The population data gathered through the census, which is conducted every 10 years, is used to allocate $1.5 trillion in federal funding.
The #Census impacts how resources for our communities are allocated.
This is our last chance to shape our community's future for the next 10 years!
Don't miss it, #GetCounted.
— New York Immigration Coalition (@thenyic) October 15, 2020
“The #Census impacts how resources for our communities are allocated,” the New York Immigration Coalition, an advocacy group, tweeted on Thursday. “This is our last chance to shape our community’s future for the next 10 years!”
The census also informs how congressional districts are divided and therefore can have a huge impact on political representation across the country.
Last month, a US district court rejected an attempt by the Trump administration to disqualify undocumented immigrants from participating in the census.
They're trying to limit the final count of the census so that minority communities, impacted communities, undocumented communities have less time to fill out the census and be counted.
Their exclusion would have influenced how many seats in the US House of Representatives are allocated to each US state – and Trump’s critics, as well as civil rights groups, had accused the US president of trying to politicise the process for his own gain.
The administration had previously abandoned an effort to add a citizenship question to the census, another move that rights groups had argued sought to scare immigrants from participating in the count.
The Council on American-Islamic Relations, a national advocacy group, on Thursday urged Muslims in the US to fill out the census before the deadline expires.

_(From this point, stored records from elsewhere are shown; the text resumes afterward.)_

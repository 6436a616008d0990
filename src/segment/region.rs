use byteorder::{ByteOrder, LittleEndian, ReadBytesExt, WriteBytesExt};

use crate::error::{Error, Result};
use crate::segment::mask::{Mask, pack_bits, unpack_bits};

/// Rectangular bounds in image coordinates, row-major, half-open on the
/// high side.
#[derive(Debug, Clone, Copy, Default, PartialEq, Eq)]
pub struct BBox {
    pub minr: u16,
    pub minc: u16,
    pub maxr: u16,
    pub maxc: u16,
}

impl BBox {
    pub fn new(minr: u16, minc: u16, maxr: u16, maxc: u16) -> Self {
        assert!(minr <= maxr && minc <= maxc, "inverted bbox");
        BBox { minr, minc, maxr, maxc }
    }

    pub fn height(&self) -> usize {
        (self.maxr - self.minr) as usize
    }

    pub fn width(&self) -> usize {
        (self.maxc - self.minc) as usize
    }

    pub fn contains(&self, other: &BBox) -> bool {
        other.minr >= self.minr
            && other.minc >= self.minc
            && other.maxr <= self.maxr
            && other.maxc <= self.maxc
    }
}

/// Record size up to the start of the mask stream: the self-inclusive
/// length prefix plus four u16 bbox fields.
const REGION_FIXED: usize = 12;

/// One connected sub-tile of a segment: a bbox in the global coordinate
/// frame and the bit-packed mask covering exactly that bbox.
#[derive(Debug, Clone, PartialEq, Eq)]
pub struct Region {
    bbox: BBox,
    mask: Mask,
}

impl Region {
    /// The mask shape must match the bbox shape.
    pub fn new(bbox: BBox, mask: Mask) -> Self {
        assert_eq!(
            (mask.rows(), mask.cols()),
            (bbox.height(), bbox.width()),
            "mask shape does not match bbox"
        );
        Region { bbox, mask }
    }

    pub fn bbox(&self) -> BBox {
        self.bbox
    }

    pub fn mask(&self) -> &Mask {
        &self.mask
    }

    pub(crate) fn encode_into(&self, buf: &mut Vec<u8>) {
        let packed = pack_bits(self.mask.as_bits());
        buf.write_u32::<LittleEndian>((REGION_FIXED + packed.len()) as u32)
            .expect("vec write");
        buf.write_u16::<LittleEndian>(self.bbox.minr).expect("vec write");
        buf.write_u16::<LittleEndian>(self.bbox.minc).expect("vec write");
        buf.write_u16::<LittleEndian>(self.bbox.maxr).expect("vec write");
        buf.write_u16::<LittleEndian>(self.bbox.maxc).expect("vec write");
        buf.extend_from_slice(&packed);
    }

    /// Decode one record. `buf` must span exactly the record, length
    /// prefix included.
    pub(crate) fn decode(buf: &[u8]) -> Result<Self> {
        if buf.len() < REGION_FIXED {
            return Err(Error::CorruptLayout(format!(
                "region record of {} bytes is shorter than its fixed fields",
                buf.len()
            )));
        }

        let mut reader = buf;
        let total = reader.read_u32::<LittleEndian>()? as usize;
        if total != buf.len() {
            return Err(Error::CorruptLayout(format!(
                "region length prefix {} does not match record of {} bytes",
                total,
                buf.len()
            )));
        }

        let minr = reader.read_u16::<LittleEndian>()?;
        let minc = reader.read_u16::<LittleEndian>()?;
        let maxr = reader.read_u16::<LittleEndian>()?;
        let maxc = reader.read_u16::<LittleEndian>()?;
        if maxr < minr || maxc < minc {
            return Err(Error::CorruptLayout(format!(
                "inverted region bbox ({}, {}, {}, {})",
                minr, minc, maxr, maxc
            )));
        }

        let bbox = BBox::new(minr, minc, maxr, maxc);
        let pixels = bbox.height() * bbox.width();
        let packed = &buf[REGION_FIXED..];
        if packed.len() != pixels.div_ceil(8) {
            return Err(Error::CorruptLayout(format!(
                "region mask stream of {} bytes cannot hold {} pixels",
                packed.len(),
                pixels
            )));
        }

        let mask = Mask::from_bits(bbox.height(), bbox.width(), unpack_bits(packed, pixels));
        Ok(Region { bbox, mask })
    }
}

/// Walk a concatenation of region records until the buffer is exhausted.
pub(crate) fn decode_stream(buf: &[u8]) -> Result<Vec<Region>> {
    let mut regions = Vec::new();
    let mut rest = buf;
    while !rest.is_empty() {
        if rest.len() < 4 {
            return Err(Error::CorruptLayout(
                "truncated region stream".to_string(),
            ));
        }
        let total = LittleEndian::read_u32(&rest[..4]) as usize;
        if total < REGION_FIXED || total > rest.len() {
            return Err(Error::CorruptLayout(format!(
                "region length prefix {} exceeds remaining {} bytes",
                total,
                rest.len()
            )));
        }
        regions.push(Region::decode(&rest[..total])?);
        rest = &rest[total..];
    }
    Ok(regions)
}

pub(crate) fn encode_stream(regions: &[Region], buf: &mut Vec<u8>) {
    for region in regions {
        region.encode_into(buf);
    }
}

#[cfg(test)]
mod tests {
    use super::*;

    #[test]
    fn record_roundtrip() {
        let mask = Mask::from_rows(&[&[true, true], &[true, false]]);
        let region = Region::new(BBox::new(0, 0, 2, 2), mask);

        let mut buf = Vec::new();
        region.encode_into(&mut buf);
        // prefix + bbox + 4 pixels packed into one byte
        assert_eq!(buf.len(), 13);

        let decoded = Region::decode(&buf).expect("decode failed");
        assert_eq!(decoded, region);
    }

    #[test]
    fn wire_pinning() {
        // One row of 13 alternating pixels packs to 0xAA 0xA8; the last
        // three bits of the second byte are padding.
        let bits: Vec<bool> = (0..13).map(|i| i % 2 == 0).collect();
        let region = Region::new(BBox::new(0, 0, 1, 13), Mask::from_bits(1, 13, bits));

        let mut buf = Vec::new();
        region.encode_into(&mut buf);
        assert_eq!(
            buf,
            vec![
                14, 0, 0, 0, // total length, prefix included
                0, 0, 0, 0, 1, 0, 13, 0, // bbox (0, 0, 1, 13)
                0xAA, 0xA8, // packed mask
            ]
        );

        let decoded = Region::decode(&buf).expect("decode failed");
        assert_eq!(decoded.mask().count_ones(), 7);
    }

    #[test]
    fn zero_sized_region() {
        let region = Region::new(BBox::new(3, 3, 3, 7), Mask::new(0, 4));

        let mut buf = Vec::new();
        region.encode_into(&mut buf);
        assert_eq!(buf.len(), REGION_FIXED);

        let decoded = Region::decode(&buf).expect("decode failed");
        assert!(decoded.mask().is_empty());
    }

    #[test]
    fn stream_roundtrip() {
        let a = Region::new(BBox::new(0, 0, 1, 1), Mask::from_rows(&[&[true]]));
        let b = Region::new(BBox::new(3, 3, 4, 4), Mask::from_rows(&[&[true]]));

        let mut buf = Vec::new();
        encode_stream(&[a.clone(), b.clone()], &mut buf);

        let decoded = decode_stream(&buf).expect("decode failed");
        assert_eq!(decoded, vec![a, b]);
    }

    #[test]
    fn stream_rejects_bad_prefix() {
        let region = Region::new(BBox::new(0, 0, 1, 1), Mask::from_rows(&[&[true]]));
        let mut buf = Vec::new();
        region.encode_into(&mut buf);
        buf[0] += 1; // prefix now overruns the buffer

        assert!(decode_stream(&buf).is_err());
    }
}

“They’re trying to limit the final count of the census so that minority communities, impacted communities, undocumented communities have less time to fill out the census and be counted,” Robert McCaw, the group’s director of government affairs, said in a Facebook video.
“They want to keep voting districts the size they are and where they are because if it’s seen that minority communities are growing, there’s going to be more voting districts in minority communities,” McCaw said.
“That doesn’t favour who turns out to vote for the Republican Party.”